Torturado pelo passado, assombrado com o futuro, ele se detém num presente dilacerado por este e por aquele, testemunha lúcida de si mesmo e do transcurso dos homens, de um ponto de vista melancólico e cético. Mas, enquanto ironiza os costumes e a sociedade, asperamente satírico em seu amargor e desencanto entrega-se com empenho e requinte construtivo à comunicação estética desse modo de ser e estar.

Vem daí o rigor, que beira a obsessão. O poeta trabalha, sobretudo com o tempo, em sua cintilação cotidiana e subjetiva, no que destila do corrosivo. Em Sentimento do mundo (1940), em José (1942) e, sobretudo em A rosa do povo (1945), Drummond lançou-se ao encontro da história contemporânea e da experiência coletiva, participando, solidarizando-se social e politicamente, descobrindo na luta a explicitação de sua mais íntima apreensão para com a vida como um todo.

A surpreendente sucessão de obras-primas, nesses livros, indica a plena maturidade do poeta, mantida sempre.
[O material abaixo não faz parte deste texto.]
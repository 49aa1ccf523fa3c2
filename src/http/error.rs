//! Error responses for the JSON API.

use axum::http::StatusCode;
use axum::response::{IntoResponse, Response};
use axum::Json;
use serde_json::json;
use thiserror::Error;

use crate::db::{DataError, Table};

#[derive(Debug, Error)]
pub enum ApiError {
    #[error("Database not connected")]
    NotConnected,

    #[error("{} not found", .0.label())]
    NotFound(Table),

    #[error("invalid id {0:?}")]
    InvalidId(String),

    #[error("database error: {0}")]
    Database(String),
}

impl From<DataError> for ApiError {
    fn from(e: DataError) -> Self {
        match e {
            DataError::NotConnected => ApiError::NotConnected,
            DataError::Query(e) => ApiError::Database(e.0),
        }
    }
}

impl ApiError {
    pub fn status(&self) -> StatusCode {
        match self {
            ApiError::NotConnected => StatusCode::SERVICE_UNAVAILABLE,
            ApiError::NotFound(_) => StatusCode::NOT_FOUND,
            ApiError::InvalidId(_) => StatusCode::BAD_REQUEST,
            ApiError::Database(_) => StatusCode::INTERNAL_SERVER_ERROR,
        }
    }
}

impl IntoResponse for ApiError {
    fn into_response(self) -> Response {
        let body = match &self {
            ApiError::Database(message) => {
                tracing::error!(error = %message, "Database query failed");
                json!({ "error": "Database error", "message": message })
            }
            other => json!({ "message": other.to_string() }),
        };
        (self.status(), Json(body)).into_response()
    }
}
//! Configuration file watcher for hot reload.
//!
//! Two observation strategies deliver into the same [`ReloadTrigger`]:
//!
//! ```text
//! notify events (parent dir) ──▶ Debouncer {Idle, PendingDebounce} ──┐
//!                                                                     ├──▶ ReloadTrigger
//! mtime polling (fallback)   ──▶ MtimeTracker (strictly increasing) ──┘
//! ```
//!
//! The event watcher subscribes to the file's parent directory so editors
//! that save by replacing the file are still observed. When the subscription
//! reports an error or its stream ends, the task continues as a poller.

use std::ffi::{OsStr, OsString};
use std::path::{Path, PathBuf};
use std::time::{Duration, SystemTime};

use notify::{Event, RecommendedWatcher, RecursiveMode, Watcher};
use tokio::sync::mpsc;
use tokio::task::JoinHandle;
use tokio::time::{self, Instant, MissedTickBehavior};

use crate::lifecycle::shutdown::ShutdownSignal;
use crate::lifecycle::trigger::{ReloadSource, ReloadTrigger};

pub const DEFAULT_DEBOUNCE: Duration = Duration::from_millis(100);
pub const DEFAULT_POLL_INTERVAL: Duration = Duration::from_millis(1000);

/// How the config file is observed.
#[derive(Debug, Clone, Copy, PartialEq, Eq, Default, clap::ValueEnum)]
pub enum WatchStrategy {
    /// OS notifications, falling back to polling when unavailable.
    #[default]
    Auto,
    /// Modification-time polling only.
    Poll,
    /// No watching; reloads only via HTTP or SIGHUP.
    Off,
}

#[derive(Debug, Clone)]
pub struct WatcherConfig {
    pub strategy: WatchStrategy,
    pub debounce: Duration,
    pub poll_interval: Duration,
}

impl Default for WatcherConfig {
    fn default() -> Self {
        Self {
            strategy: WatchStrategy::Auto,
            debounce: DEFAULT_DEBOUNCE,
            poll_interval: DEFAULT_POLL_INTERVAL,
        }
    }
}

/// Debounce state.
#[derive(Debug, Clone, Copy, PartialEq, Eq)]
pub enum DebounceState {
    Idle,
    PendingDebounce { until: Instant },
}

/// Collapses bursts of change notifications into one reload per window.
#[derive(Debug)]
pub struct Debouncer {
    window: Duration,
    state: DebounceState,
}

impl Debouncer {
    pub fn new(window: Duration) -> Self {
        Self {
            window,
            state: DebounceState::Idle,
        }
    }

    pub fn state(&self) -> DebounceState {
        self.state
    }

    pub fn deadline(&self) -> Option<Instant> {
        match self.state {
            DebounceState::Idle => None,
            DebounceState::PendingDebounce { until } => Some(until),
        }
    }

    /// Record a notification. Returns `true` if it opened a new window;
    /// notifications inside an open window are swallowed.
    pub fn observe(&mut self, now: Instant) -> bool {
        match self.state {
            DebounceState::Idle => {
                self.state = DebounceState::PendingDebounce {
                    until: now + self.window,
                };
                true
            }
            DebounceState::PendingDebounce { .. } => false,
        }
    }

    /// Returns `true` exactly once per window, when it has elapsed.
    pub fn fire(&mut self, now: Instant) -> bool {
        match self.state {
            DebounceState::PendingDebounce { until } if now >= until => {
                self.state = DebounceState::Idle;
                true
            }
            _ => false,
        }
    }
}

/// Tracks the last seen modification time for polling.
#[derive(Debug, Default)]
pub struct MtimeTracker {
    last: Option<SystemTime>,
}

impl MtimeTracker {
    pub fn new(initial: Option<SystemTime>) -> Self {
        Self { last: initial }
    }

    /// Returns `true` when `modified` is strictly newer than anything seen.
    /// A file that appears after being absent counts as changed.
    pub fn observe(&mut self, modified: SystemTime) -> bool {
        match self.last {
            Some(previous) if modified <= previous => false,
            _ => {
                self.last = Some(modified);
                true
            }
        }
    }
}

/// What the notify callback forwards to the debounce task.
#[derive(Debug)]
pub enum FileEvent {
    Changed,
    Failed(notify::Error),
}

/// Running watcher. Dropping it stops event delivery; the tasks also exit on
/// process shutdown.
pub enum WatchHandle {
    Events {
        _watcher: RecommendedWatcher,
        task: JoinHandle<()>,
    },
    Polling {
        task: JoinHandle<()>,
    },
    Off,
}

impl WatchHandle {
    pub fn mode(&self) -> &'static str {
        match self {
            WatchHandle::Events { .. } => "events",
            WatchHandle::Polling { .. } => "polling",
            WatchHandle::Off => "off",
        }
    }

    /// Wait for the watch task to exit.
    pub async fn join(self) {
        let task = match self {
            WatchHandle::Events { task, .. } | WatchHandle::Polling { task } => task,
            WatchHandle::Off => return,
        };
        if let Err(e) = task.await {
            tracing::warn!(error = %e, "Config watch task ended abnormally");
        }
    }
}

/// A watcher that monitors the configuration file for changes.
pub struct ConfigWatcher {
    path: PathBuf,
    config: WatcherConfig,
    trigger: ReloadTrigger,
}

impl ConfigWatcher {
    pub fn new(path: &Path, config: WatcherConfig, trigger: ReloadTrigger) -> Self {
        Self {
            path: path.to_path_buf(),
            config,
            trigger,
        }
    }

    /// Start watching in the background.
    pub fn spawn(self, shutdown: ShutdownSignal) -> WatchHandle {
        match self.config.strategy {
            WatchStrategy::Off => {
                tracing::info!("Config file watching disabled");
                WatchHandle::Off
            }
            WatchStrategy::Poll => self.spawn_polling(shutdown),
            WatchStrategy::Auto => match self.subscribe() {
                Ok((watcher, events)) => {
                    tracing::info!(path = %self.path.display(), "Watching config file for changes");
                    let task = tokio::spawn(debounce_events(
                        events,
                        Debouncer::new(self.config.debounce),
                        self.config.poll_interval,
                        self.trigger,
                        self.path,
                        shutdown,
                    ));
                    WatchHandle::Events {
                        _watcher: watcher,
                        task,
                    }
                }
                Err(e) => {
                    tracing::error!(
                        path = %self.path.display(),
                        error = %e,
                        "Failed to set up file watcher, falling back to polling"
                    );
                    self.spawn_polling(shutdown)
                }
            },
        }
    }

    fn subscribe(&self) -> Result<(RecommendedWatcher, mpsc::UnboundedReceiver<FileEvent>), notify::Error> {
        let (tx, rx) = mpsc::unbounded_channel();
        let file_name: Option<OsString> = self.path.file_name().map(OsStr::to_os_string);

        let mut watcher = RecommendedWatcher::new(
            move |res: notify::Result<Event>| match res {
                Ok(event) => {
                    if (event.kind.is_modify() || event.kind.is_create())
                        && touches(&event, file_name.as_deref())
                    {
                        let _ = tx.send(FileEvent::Changed);
                    }
                }
                Err(e) => {
                    let _ = tx.send(FileEvent::Failed(e));
                }
            },
            notify::Config::default(),
        )?;

        watcher.watch(&watch_dir(&self.path), RecursiveMode::NonRecursive)?;
        Ok((watcher, rx))
    }

    fn spawn_polling(self, shutdown: ShutdownSignal) -> WatchHandle {
        let seed = current_mtime(&self.path);
        tracing::info!(
            path = %self.path.display(),
            interval_ms = self.config.poll_interval.as_millis() as u64,
            "Polling config file for changes"
        );
        let task = tokio::spawn(poll_mtime(
            self.path,
            self.config.poll_interval,
            MtimeTracker::new(seed),
            self.trigger,
            shutdown,
        ));
        WatchHandle::Polling { task }
    }
}

fn current_mtime(path: &Path) -> Option<SystemTime> {
    std::fs::metadata(path).and_then(|m| m.modified()).ok()
}

fn watch_dir(path: &Path) -> PathBuf {
    match path.parent() {
        Some(parent) if !parent.as_os_str().is_empty() => parent.to_path_buf(),
        _ => PathBuf::from("."),
    }
}

fn touches(event: &Event, file_name: Option<&OsStr>) -> bool {
    match file_name {
        Some(name) => event.paths.iter().any(|p| p.file_name() == Some(name)),
        None => true,
    }
}

async fn debounce_events(
    mut events: mpsc::UnboundedReceiver<FileEvent>,
    mut debouncer: Debouncer,
    poll_interval: Duration,
    trigger: ReloadTrigger,
    path: PathBuf,
    mut shutdown: ShutdownSignal,
) {
    loop {
        let deadline = debouncer.deadline();
        let window = async move {
            match deadline {
                Some(at) => time::sleep_until(at).await,
                None => std::future::pending::<()>().await,
            }
        };

        tokio::select! {
            _ = shutdown.recv() => {
                tracing::debug!("Config event watcher stopped");
                return;
            }
            event = events.recv() => match event {
                Some(FileEvent::Changed) => {
                    if debouncer.observe(Instant::now()) {
                        tracing::debug!(path = %path.display(), "Config change observed, debouncing");
                    }
                }
                Some(FileEvent::Failed(e)) => {
                    tracing::error!(error = %e, "Config watch error, falling back to polling");
                    break;
                }
                None => {
                    tracing::warn!("Config event stream closed, falling back to polling");
                    break;
                }
            },
            _ = window => {
                if debouncer.fire(Instant::now()) {
                    tracing::info!(path = %path.display(), "Config file changed, reloading");
                    trigger.notify(ReloadSource::FileWatch);
                }
            }
        }
    }

    // a change seen before the failure must not be lost
    if debouncer.deadline().is_some() {
        trigger.notify(ReloadSource::FileWatch);
    }
    let seed = current_mtime(&path);
    poll_mtime(path, poll_interval, MtimeTracker::new(seed), trigger, shutdown).await;
}

async fn poll_mtime(
    path: PathBuf,
    interval: Duration,
    mut tracker: MtimeTracker,
    trigger: ReloadTrigger,
    mut shutdown: ShutdownSignal,
) {
    let mut ticker = time::interval(interval);
    ticker.set_missed_tick_behavior(MissedTickBehavior::Delay);
    ticker.tick().await;

    let mut failing = false;
    loop {
        tokio::select! {
            _ = shutdown.recv() => break,
            _ = ticker.tick() => {
                match modified_time(&path).await {
                    Ok(modified) => {
                        failing = false;
                        if tracker.observe(modified) {
                            tracing::info!(path = %path.display(), "Config file changed (detected by polling), reloading");
                            trigger.notify(ReloadSource::FileWatch);
                        }
                    }
                    Err(e) if !failing => {
                        failing = true;
                        tracing::warn!(path = %path.display(), error = %e, "Error checking config file");
                    }
                    Err(e) => {
                        tracing::debug!(path = %path.display(), error = %e, "Config file still unavailable");
                    }
                }
            }
        }
    }
    tracing::debug!("Config poller stopped");
}

async fn modified_time(path: &Path) -> std::io::Result<SystemTime> {
    tokio::fs::metadata(path).await?.modified()
}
Porém é com Claro Enigma de 1951 que Drummond consolida a sua estética, e expressa os vazios do mundo moderno e do homem contemporâneo. Um livro rigoroso desde o apuro da versificação, passando pelas intertextualidades mais flagrantes as citações veladas; Drummond revela nesta obra as raízes e as ramificações de sua lira, até a liberdade consumada no rigor que amparou a clareza de sua lírica.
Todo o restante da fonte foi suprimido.